(Saved entries)
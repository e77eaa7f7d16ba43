//! Mute decision model.
//!
//! # Responsibility
//! - Define the tag labels that drive and record mute propagation.
//! - Own the per-message mute decision rule.
//!
//! # Invariants
//! - A command-tagged message is always muted.
//! - A root is never muted by inheritance.
//! - A reply inherits mute only while it addresses the target no more
//!   strongly than its parent did.

use super::addressing::AddressingLevel;
use serde::{Deserialize, Serialize};

pub const DEFAULT_COMMAND_TAG: &str = "mute-thread";
pub const DEFAULT_MUTED_TAG: &str = "thread-muted";
pub const DEFAULT_PROCESSED_TAG: &str = "mute-processed";

/// Tag labels used by mute propagation.
#[derive(Debug, Clone, PartialEq, Eq, Serialize, Deserialize)]
pub struct MuteTags {
    /// Applied by a human to request muting from that message down.
    pub command: String,
    /// Derived output consumed by mail client filters.
    pub muted: String,
    /// Internal bookkeeping marker, never removed.
    pub processed: String,
}

impl Default for MuteTags {
    fn default() -> Self {
        Self {
            command: DEFAULT_COMMAND_TAG.to_string(),
            muted: DEFAULT_MUTED_TAG.to_string(),
            processed: DEFAULT_PROCESSED_TAG.to_string(),
        }
    }
}

/// Context a message inherits from its position in the reply tree.
#[derive(Debug, Clone, Copy, PartialEq, Eq)]
pub enum ParentContext {
    /// The message is a conversation root and has no parent.
    Root,
    /// The message replies to a parent with this computed state.
    Reply {
        muted: bool,
        addressing: AddressingLevel,
    },
}

impl ParentContext {
    pub fn is_muted(self) -> bool {
        matches!(self, Self::Reply { muted: true, .. })
    }
}

/// Decides whether one message is muted.
///
/// Precedence: own command tag, then inherited mute gated by addressing,
/// otherwise unmuted.
pub fn decide_mute(
    command_tagged: bool,
    parent: ParentContext,
    addressing: AddressingLevel,
) -> bool {
    if command_tagged {
        return true;
    }
    match parent {
        // Unreachable from a real run: roots never have a muted parent.
        ParentContext::Root => false,
        ParentContext::Reply {
            muted: true,
            addressing: parent_addressing,
        } => addressing <= parent_addressing,
        ParentContext::Reply { muted: false, .. } => false,
    }
}

#[cfg(test)]
mod tests {
    use super::{decide_mute, AddressingLevel, MuteTags, ParentContext};

    const LEVELS: [AddressingLevel; 3] = [
        AddressingLevel::None,
        AddressingLevel::Cc,
        AddressingLevel::To,
    ];

    #[test]
    fn command_tag_always_mutes() {
        for own in LEVELS {
            assert!(decide_mute(true, ParentContext::Root, own));
            for parent in LEVELS {
                for muted in [false, true] {
                    let ctx = ParentContext::Reply {
                        muted,
                        addressing: parent,
                    };
                    assert!(decide_mute(true, ctx, own));
                }
            }
        }
    }

    #[test]
    fn root_is_never_muted_by_inheritance() {
        for own in LEVELS {
            assert!(!decide_mute(false, ParentContext::Root, own));
        }
    }

    #[test]
    fn reply_inherits_only_without_stronger_addressing() {
        for own in LEVELS {
            for parent in LEVELS {
                let muted_parent = ParentContext::Reply {
                    muted: true,
                    addressing: parent,
                };
                assert_eq!(decide_mute(false, muted_parent, own), own <= parent);

                let unmuted_parent = ParentContext::Reply {
                    muted: false,
                    addressing: parent,
                };
                assert!(!decide_mute(false, unmuted_parent, own));
            }
        }
    }

    #[test]
    fn default_tags_match_mail_client_conventions() {
        let tags = MuteTags::default();
        assert_eq!(tags.command, "mute-thread");
        assert_eq!(tags.muted, "thread-muted");
        assert_eq!(tags.processed, "mute-processed");
    }
}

**Your task**: Quote only the stretch of lines that starts the data above and ends with the line containing "use super::addressing::AddressingLevel;", both included.

**Exercise answer**:
repository e77eaa7f7d16ba43
//! Mute decision model.
//!
//! # Responsibility
//! - Define the tag labels that drive and record mute propagation.
//! - Own the per-message mute decision rule.
//!
//! # Invariants
//! - A command-tagged message is always muted.
//! - A root is never muted by inheritance.
//! - A reply inherits mute only while it addresses the target no more
//!   strongly than its parent did.

use super::addressing::AddressingLevel;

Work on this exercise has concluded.